In 2024, one of the organizations that the American Idea Foundation is partnering with is Family Promise of West Michigan.
Family Promise is focused on ending homelessness by connecting families in need with a suite of services like providing supplies to meet their basic needs, offering access to family support and emergency services, and creating customized stabilization efforts. Family Promise of West Michigan is a Grand Rapids-based affiliate of a national organization that is committed to helping the 2.5 million children who will experience homelessness this year.
Family Promise of West Michigan, founded in 1997 as the Greater Grand Rapids Interfaith Hospitality Network, partners with local congregations, individuals, families, foundations and corporations to provide emergency shelter and viable solutions for families with children who are facing a housing crisis. Family Promise is a diversion program to prevent homelessness and they work specifically with individuals and families who are at an immediate risk of becoming homeless, rather than people experiencing chronic homelessness, to mitigate homelessness happening in the first place.
Family Promise does this by utilizing a case management model which means providing individualized, wrap-around support for families and their children during times of great need. The individuals who Family Promise of West Michigan helps are seeking urgent assistance with basic needs like food, clothing, and shelter and Family Promise works tirelessly to address their immediate problems while identifying long-term solutions for shelter.
Family Promise tries to divert clients away from homelessness and costly shelter stays by instead providing them with alternative temporary housing options. Most individuals who enter emergency shelters tend to remain homeless longer which is why Family Promise seeks to intervene before that occurs, operating with a lighter touch and supporting individuals as they find alternatives like short-term rental housing or staying with family and friends.
The hope is that, if individuals do not enter homeless shelters because of support provided by groups like Family Promise of West Michigan, they will bounce back faster and stabilize their housing needs. This intervention is important for adults, but also critical for their children because youth who experience homelessness are 20% less likely to graduate high school than their peers.

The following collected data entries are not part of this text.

//! In-memory handoff store.

use super::{DesignHandoff, HandoffError, HandoffResult, HandoffStore};
use crate::BoxFuture;
use std::collections::HashMap;
use std::sync::RwLock;

/// Keeps handoffs for the lifetime of the process.
#[derive(Default)]
pub struct MemoryHandoffStore {
    handoffs: RwLock<HashMap<String, DesignHandoff>>,
}

impl MemoryHandoffStore {
    pub fn new() -> Self {
        Self::default()
    }
}

fn lock_error(e: impl std::fmt::Display) -> HandoffError {
    HandoffError::Other(format!("Lock error: {}", e))
}

impl HandoffStore for MemoryHandoffStore {
    fn save(&self, key: &str, handoff: &DesignHandoff) -> BoxFuture<'_, HandoffResult<()>> {
        let key = key.to_string();
        let handoff = handoff.clone();
        Box::pin(async move {
            self.handoffs.write().map_err(lock_error)?.insert(key, handoff);
            Ok(())
        })
    }

    fn load(&self, key: &str) -> BoxFuture<'_, HandoffResult<DesignHandoff>> {
        let key = key.to_string();
        Box::pin(async move {
            let handoffs = self.handoffs.read().map_err(lock_error)?;
            handoffs
                .get(&key)
                .cloned()
                .ok_or(HandoffError::NotFound(key))
        })
    }

    fn delete(&self, key: &str) -> BoxFuture<'_, HandoffResult<()>> {
        let key = key.to_string();
        Box::pin(async move {
            self.handoffs.write().map_err(lock_error)?.remove(&key);
            Ok(())
        })
    }

    fn exists(&self, key: &str) -> BoxFuture<'_, HandoffResult<bool>> {
        let key = key.to_string();
        Box::pin(async move { Ok(self.handoffs.read().map_err(lock_error)?.contains_key(&key)) })
    }
}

This video testimonial speaks to the important work being done by Family Promise of West Michigan as they work to end homelessness in Michigan, one family at a time.
As Family Promise’s 2022 Annual Impact Report makes clear, the group is making an enormous difference locally and nationally.

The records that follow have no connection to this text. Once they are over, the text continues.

//! `sketchstudio generate`: submit a sketch and wait for the design.

use anyhow::{Context, bail};
use sketchstudio_core::config::StudioConfig;
use sketchstudio_core::data_uri::{self, ImageMime};
use sketchstudio_core::generation::{
    GenerationError, GenerationRequest, GenerationStatus, GenerationWorkflow, HttpGenerationClient,
};
use sketchstudio_core::handoff::{DesignHandoff, FileHandoffStore, HandoffStore, LATEST_HANDOFF_KEY};
use sketchstudio_core::scene::SceneDocument;
use sketchstudio_render::{Rasterizer, SurfaceExport};
use std::path::Path;

/// Read a sketch as a data URI: PNG/JPEG files are embedded as-is, scene
/// JSON files are rasterized first.
pub fn sketch_data_uri(path: &Path, rasterizer: &Rasterizer) -> anyhow::Result<String> {
    let ext = path
        .extension()
        .and_then(|e| e.to_str())
        .map(str::to_ascii_lowercase)
        .unwrap_or_default();
    let mime = match ext.as_str() {
        "json" => {
            let doc = SceneDocument::load(path)
                .with_context(|| format!("loading scene {}", path.display()))?;
            return Ok(doc.to_data_uri(rasterizer)?);
        }
        "png" => ImageMime::Png,
        "jpg" | "jpeg" => ImageMime::Jpeg,
        other => bail!("unsupported sketch file type {:?}", other),
    };
    let bytes = std::fs::read(path).with_context(|| format!("reading {}", path.display()))?;
    let uri = data_uri::encode(mime, &bytes);
    data_uri::decode(&uri).map_err(|e| anyhow::anyhow!("{}: {}", path.display(), e))?;
    Ok(uri)
}

/// Where the prompt and sketch come from.
pub enum Source {
    Direct {
        prompt: Option<String>,
        sketch: Option<String>,
    },
    Handoff(Option<std::path::PathBuf>),
}

pub async fn load_request(source: Source) -> anyhow::Result<GenerationRequest> {
    match source {
        Source::Direct { prompt, sketch } => {
            Ok(GenerationRequest::new(prompt.as_deref(), sketch.as_deref())?)
        }
        Source::Handoff(dir) => {
            let store = match dir {
                Some(dir) => FileHandoffStore::new(dir)?,
                None => FileHandoffStore::default_location()?,
            };
            let handoff: DesignHandoff = store
                .load(LATEST_HANDOFF_KEY)
                .await
                .context("no sketch has been handed off yet; run `sketchstudio handoff` or `sketchstudio demo`")?;
            log::info!("using {} handoff: {}", handoff.mode(), handoff.prompt());
            Ok(handoff.to_request())
        }
    }
}

/// Run the workflow to completion, retrying failures up to `retries` times.
/// Ctrl-C cancels polling.
pub async fn run(
    config: &StudioConfig,
    request: GenerationRequest,
    retries: u32,
) -> anyhow::Result<String> {
    let client = HttpGenerationClient::from_config(config)?;
    let mut workflow = GenerationWorkflow::new(client).with_poll_interval(config.poll_interval());

    let cancel = workflow.cancel_handle();
    tokio::spawn(async move {
        if tokio::signal::ctrl_c().await.is_ok() {
            log::info!("interrupt received, canceling");
            cancel.cancel();
        }
    });

    let mut updates = workflow.subscribe();
    tokio::spawn(async move {
        let mut last = GenerationStatus::Idle;
        while updates.changed().await.is_ok() {
            let state = updates.borrow_and_update().clone();
            if state.status != last {
                eprintln!("status: {}", state.status);
                last = state.status;
            } else if state.status == GenerationStatus::Polling {
                log::debug!("poll #{}", state.polls);
            }
        }
    });

    let mut result = workflow.submit_request(request).await;
    let mut attempt = 0;
    while matches!(result, Err(GenerationError::Failed)) && attempt < retries {
        attempt += 1;
        eprintln!("retrying ({}/{})", attempt, retries);
        result = workflow.retry().await;
    }
    Ok(result?)
}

– In 2022, because of Family Promise’s prevention program which provides services like rental assistance, landlord mediation, and case management, 44,000 children nation-wide avoided being homeless.
– In 2022, Family Promise provided more than 5,000 families and nearly 16,000 individuals with emergency shelter and of those, approximately 78% exited towards more stable housing. A marked increase over families in traditional shelter environments.

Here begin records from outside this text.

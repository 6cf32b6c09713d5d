//! The owning controller that wires surface, tools and history together.

use crate::color::Color;
use crate::config::StudioConfig;
use crate::history::History;
use crate::input::{InputState, MouseButton, PointerEvent};
use crate::scene::{SceneDocument, SceneResult};
use crate::shapes::{FontFamily, Shape, Text};
use crate::surface::{DrawingSurface, StyleChange};
use crate::tools::{BrushKind, Edit, ToolController, ToolKind, ToolSettings};
use kurbo::Point;
use std::time::Instant;

/// A sketch canvas with tools and undo/redo.
///
/// All scene mutation goes through `&mut Sketchpad`: pointer events reach
/// the tool controller, which edits the surface, and every committed edit is
/// snapshotted into history.
#[derive(Debug)]
pub struct Sketchpad {
    surface: DrawingSurface,
    tools: ToolController,
    history: History,
    input: InputState,
    /// Text content changed since editing began.
    text_dirty: bool,
}

impl Sketchpad {
    /// Empty 800x600 sketchpad with default settings.
    pub fn new() -> SceneResult<Self> {
        Self::with_config(&StudioConfig::default())
    }

    pub fn with_config(config: &StudioConfig) -> SceneResult<Self> {
        let mut surface = DrawingSurface::new(config.canvas_width, config.canvas_height);
        surface.set_background(config.background);
        let settings = ToolSettings {
            stroke_width: config.stroke_width,
            ..ToolSettings::default()
        };
        let mut tools = ToolController::new(settings).with_text_guard(config.text_guard());
        tools.set_tool(ToolKind::Select, &mut surface);
        let history = History::new(&surface.serialize())?;
        Ok(Self {
            surface,
            tools,
            history,
            input: InputState::new(),
            text_dirty: false,
        })
    }

    /// Open an existing document with `config`'s tool defaults. The
    /// document keeps its own size and background and becomes the initial
    /// history entry.
    pub fn open(doc: SceneDocument, config: &StudioConfig) -> SceneResult<Self> {
        let mut pad = Self::with_config(config)?;
        pad.surface.restore(doc)?;
        pad.history.reset(&pad.surface.serialize())?;
        Ok(pad)
    }

    pub fn surface(&self) -> &DrawingSurface {
        &self.surface
    }

    pub fn history(&self) -> &History {
        &self.history
    }

    /// Vertices placed so far for an unfinished polygon.
    pub fn polygon_points(&self) -> &[Point] {
        self.tools.polygon_points()
    }

    pub fn tool(&self) -> ToolKind {
        self.tools.tool()
    }

    pub fn settings(&self) -> &ToolSettings {
        &self.tools.settings
    }

    pub fn set_tool(&mut self, tool: ToolKind) {
        self.finish_text_editing();
        self.tools.set_tool(tool, &mut self.surface);
    }

    // --- Pointer input ---

    pub fn pointer_down(&mut self, point: Point) {
        self.pointer_down_at(point, Instant::now());
    }

    /// Press at an explicit time (drives the text re-entry guard).
    pub fn pointer_down_at(&mut self, point: Point, now: Instant) {
        if self.tools.tool() != ToolKind::Text {
            self.finish_text_editing();
        }
        let edit = self.tools.pointer_down(&mut self.surface, point, now);
        self.commit(edit);
    }

    pub fn pointer_move(&mut self, point: Point) {
        self.tools.pointer_move(&mut self.surface, point);
    }

    pub fn pointer_up(&mut self, point: Point) {
        let edit = self.tools.pointer_up(&mut self.surface, point);
        self.commit(edit);
    }

    pub fn double_click(&mut self, point: Point) {
        let edit = self.tools.double_click(&mut self.surface, point);
        self.commit(edit);
    }

    /// Feed a raw pointer event. A press that completes a double click is
    /// handled as a press followed by a double click, like a browser does.
    pub fn handle_event(&mut self, event: PointerEvent) {
        self.handle_event_at(event, Instant::now());
    }

    pub fn handle_event_at(&mut self, event: PointerEvent, now: Instant) {
        self.input.begin_frame();
        self.input.handle_pointer_event(event, now);
        match event {
            PointerEvent::Down {
                position,
                button: MouseButton::Left,
            } => {
                self.pointer_down_at(position, now);
                if self.input.is_double_click() {
                    self.double_click(position);
                }
            }
            PointerEvent::Move { position } => self.pointer_move(position),
            PointerEvent::Up {
                position,
                button: MouseButton::Left,
            } => self.pointer_up(position),
            PointerEvent::Down { .. } | PointerEvent::Up { .. } => {}
        }
    }

    // --- Pickers ---
    // Picker changes restyle the active shape live but are not history entries.

    pub fn set_stroke_color(&mut self, color: Color) {
        self.tools.settings.stroke_color = color;
        self.surface.restyle_active(StyleChange::StrokeColor(color));
    }

    pub fn set_fill_color(&mut self, color: Color) {
        self.tools.settings.fill_color = color;
        self.surface.restyle_active(StyleChange::FillColor(Some(color)));
    }

    pub fn set_stroke_width(&mut self, width: f64) {
        self.tools.settings.stroke_width = width.max(0.0);
        self.surface
            .restyle_active(StyleChange::StrokeWidth(self.tools.settings.stroke_width));
    }

    pub fn set_brush(&mut self, brush: BrushKind) {
        self.tools.settings.brush = brush;
    }

    pub fn set_font_family(&mut self, family: FontFamily) {
        self.tools.settings.text.font_family = family;
    }

    pub fn set_font_size(&mut self, size: f64) {
        self.tools.settings.text.font_size = Text::clamp_font_size(size);
    }

    pub fn set_text_color(&mut self, color: Color) {
        self.tools.settings.text.color = color;
        if self.surface.active_shape().and_then(Shape::as_text).is_some() {
            self.surface.restyle_active(StyleChange::FillColor(Some(color)));
        }
    }

    pub fn set_background(&mut self, color: Color) {
        self.surface.set_background(color);
        self.record();
    }

    // --- Text editing ---

    /// Replace the content of the text box being edited.
    pub fn set_text_content(&mut self, content: &str) -> bool {
        let Some(id) = self.surface.editing() else {
            return false;
        };
        let changed = self.surface.update_shape(id, |shape| {
            if let Some(text) = shape.as_text_mut() {
                text.set_content(content);
            }
        });
        self.text_dirty |= changed;
        changed
    }

    /// Leave text editing, recording the edited text if it changed.
    pub fn finish_text_editing(&mut self) {
        if self.surface.exit_text_editing().is_some() && self.text_dirty {
            self.record();
        }
        self.text_dirty = false;
    }

    // --- Document operations ---

    /// Remove the active shape.
    pub fn delete_active(&mut self) -> bool {
        let Some(id) = self.surface.active() else {
            return false;
        };
        self.surface.remove_shape(id);
        self.record();
        true
    }

    /// Clear the canvas. Recorded like any other edit.
    pub fn clear(&mut self) {
        self.tools.reset(&mut self.surface);
        self.text_dirty = false;
        self.surface.clear();
        self.record();
    }

    /// Step back one snapshot. Returns whether anything changed.
    pub fn undo(&mut self) -> SceneResult<bool> {
        self.cancel_gesture();
        let Some(json) = self.history.undo() else {
            return Ok(false);
        };
        let doc = SceneDocument::from_json(json)?;
        self.surface.restore(doc)?;
        Ok(true)
    }

    /// Step forward one snapshot. Returns whether anything changed.
    pub fn redo(&mut self) -> SceneResult<bool> {
        self.cancel_gesture();
        let Some(json) = self.history.redo() else {
            return Ok(false);
        };
        let doc = SceneDocument::from_json(json)?;
        self.surface.restore(doc)?;
        Ok(true)
    }

    pub fn serialize(&self) -> SceneDocument {
        self.surface.serialize()
    }

    fn cancel_gesture(&mut self) {
        self.finish_text_editing();
        self.tools.reset(&mut self.surface);
    }

    fn commit(&mut self, edit: Option<Edit>) {
        if let Some(edit) = edit {
            log::debug!("committed {:?}", edit);
            self.record();
        }
    }

    fn record(&mut self) {
        if let Err(e) = self.history.record(&self.surface.serialize()) {
            log::warn!("failed to record history snapshot: {}", e);
        }
    }
}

Nationally, Family Promise served 241,313 individuals including 88,349 children at their 200 affiliates across the country, including West Michigan. As the program continues to grow, they are also determined to refine their programming in an evidence-based way so it can help even more children and families find stable housing.
For the past year, Family Promise of West Michigan, Family Promise of Spokane, and the Lord’s Place (located in West Palm Beach) have been working with Notre Dame’s Laboratory for Economic Opportunities (LEO) on a randomized control trial to study how flexible financial assistance during diversion conversations impacts housing shelter use, housing stability issues, and other outcomes.
The goal is to determine if individuals who are diverted from homeless shelters, largely through financial assistance or other support services, will have increased housing stability and improved outcomes in terms of income, employment, overall well-being.
Funds provided by the American Idea Foundation will help complete this study and advance the base of evidence on homeless diversion programs so they can be refined and scaled, if appropriate, to assist more families and children find permanenting housing from which they can build stable and productive lives.